The goal of a consensus algorithm is to allow multiple machines to work as a
coherent group which can survive the failures from some of its members.
Paxos has been the most common consensus algorithm used around, yet it is quite
hard to understand, and hard to implement.
In this paper, the authors introduce Raft, a new consensus algorithm meant to be understandable, as opposed to Paxos.
Replicated State Machines
Consensus algorithms are typically used when setting up replicated state
machines.
Several machines will connect with each other to share a common state and
replicate it. If one or some machines have a failure, the rest of them will
continue operating normally, therefore increasing reliability.
Replicated state machines typically use a replicated log. Each server keeps a
log of commands that need to be executed in order.
The consensus algorithm’s role is to keep that log consistent across all
machines.
They ensure the following properties:
- Safety - they never return an incorrect result, no matter the (non-byzantine) conditions.
- Functionality - they are fully functional as long as any majority of the servers are operational.
- Timing - they don’t depend on timing to ensure consistency. Clock skew doesn’t cause failure.
- Speed - As soon as the fastest half of all servers has responded, the command can complete. Slow servers don’t slow down the cluster.
Understandability
Understandability is achieved by having a constant focus on it. Whenever, when
building the protocol’s design, two alternatives were possible, they always
focused on the most understandable one.
While this is very objective, they used two techniques to make those decisions.

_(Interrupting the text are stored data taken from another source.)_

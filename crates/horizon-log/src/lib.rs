//! Structured logging for the Horizon runtime.
//!
//! Installs a `tracing` subscriber with console output (uptime, module path,
//! thread name) and, in debug builds, a JSON log file for post-mortem
//! analysis. The level comes from `RUST_LOG` when set, otherwise from
//! `config.debug.log_level`.

use std::path::Path;

use horizon_config::Config;
use tracing_subscriber::{EnvFilter, fmt, layer::SubscriberExt, util::SubscriberInitExt};

/// Filter used when neither `RUST_LOG` nor the config provide one.
pub const DEFAULT_FILTER: &str = "info,rapier3d=warn";

/// Name of the JSON log file written in debug builds.
pub const LOG_FILE_NAME: &str = "horizon.log";

/// Initialize the global tracing subscriber.
///
/// * `log_dir` - directory for the JSON log file (debug builds only)
/// * `debug_build` - enables the file layer
/// * `config` - supplies `debug.log_level` when `RUST_LOG` is unset
///
/// Must be called at most once per process.
///
/// ```no_run
/// use horizon_config::Config;
/// use horizon_log::init_logging;
///
/// let config = Config::default();
/// init_logging(Some(std::path::Path::new("./logs")), cfg!(debug_assertions), Some(&config));
/// ```
pub fn init_logging(log_dir: Option<&Path>, debug_build: bool, config: Option<&Config>) {
    let filter_str = filter_string(config);
    let env_filter =
        EnvFilter::try_from_default_env().unwrap_or_else(|_| EnvFilter::new(&filter_str));

    let console_layer = fmt::layer()
        .with_target(true)
        .with_thread_names(true)
        .with_level(true)
        .with_timer(fmt::time::uptime());

    let subscriber = tracing_subscriber::registry()
        .with(env_filter)
        .with(console_layer);

    if debug_build
        && let Some(log_dir) = log_dir
        && std::fs::create_dir_all(log_dir).is_ok()
        && let Ok(log_file) = std::fs::File::create(log_dir.join(LOG_FILE_NAME))
    {
        let file_layer = fmt::layer()
            .with_writer(log_file)
            .with_ansi(false)
            .with_target(true)
            .with_timer(fmt::time::uptime())
            .json();

        subscriber.with(file_layer).init();
        return;
    }

    subscriber.init();
}

/// Resolves the filter directive from the config, falling back to [`DEFAULT_FILTER`].
pub fn filter_string(config: Option<&Config>) -> String {
    match config {
        Some(config) if !config.debug.log_level.is_empty() => config.debug.log_level.clone(),
        _ => DEFAULT_FILTER.to_string(),
    }
}

/// An `EnvFilter` built from [`DEFAULT_FILTER`].
pub fn default_env_filter() -> EnvFilter {
    EnvFilter::new(DEFAULT_FILTER)
}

- Problem Decomposition: Wherever possible, they divided problems into separate pieces that could be solved, explained and understood independently.
- Reduce the number of states: this allowed making the system more coherent and reduced non-determinism.
Raft
Any Raft cluster has a single leader, and many followers. Ideally, there should be at least 5 servers, so the cluster can tolerate two failures.
New nodes will start with the follower state, listening for log updates from the leader.
Leader Election
If a node doesn’t receive any updates from the leader, they time out, considering there no available one. A new election ensues.
When performing an election, the first node to time out starts a new election,
transitions to the candidate state. It then requests votes from each other node
in the cluster.
When receiving a vote request, nodes are expected to approve or reject the
vote. They can only approve one node as being the leader per election round.
When a majority of nodes have approved the election, the node is appointed
leader and can start streaming logs.
Log Replication
Once a leader has been elected, it can begin servicing new log entries and replicating them to other nodes.
Any new log entry goes into an uncommitted log. The leader then transmits it to
each node, and wants for their replies.
Once half of the nodes have approved the new log, the log can be approved, and
be moved to the committed log.
The request to add new log entries can fail until the event is moved to committed. That allows rejecting new lines if they won’t be committed, while not having to wait for the slowest node to acknowledge the change.
Safety
Raft provides several ways to ensure safety of the logs data across leaders election.
A term is shared across nodes, which is incremented whenever a node creates a new election. Log entries appended, or new elections with the wrong term will be rejected.
Section 5.4 shows how the leader election completeness allows for safety of the stored data.
Snapshots
Over time, the raft log will grow, and it will take more and more time to start
new nodes, as they will have many log lines to apply before being available.
For this reason, raft allows applying snapshots.
A snapshot includes 3 information:
- The last included index
- The last included term
- The expected state of the state machine
With the last included index and term, the node can accept any new log entry
that is being transmitted.
With the expected state of the state machine, all previous log lines, allowing
to build the FSM into its final state can be discarded.
The leader decides when to send a snapshot request, if a new node is
connecting, or one is lagging too far behind.
When receiving a snapshot, the node is expected to discard its log, to set the
state machine to the provided state and to accept new requests coming later.
Conclusion
This a very interesting paper, and the understandable
is definitely not
an overstatement.
While the need for implementing a consensus algorithm should be pretty rare
(build stateless services instead), doing so with raft would definitely make
sense.
And while I’m sure it wouldn’t be trivial, it doesn’t seem like it would be
such a big problem to implement though.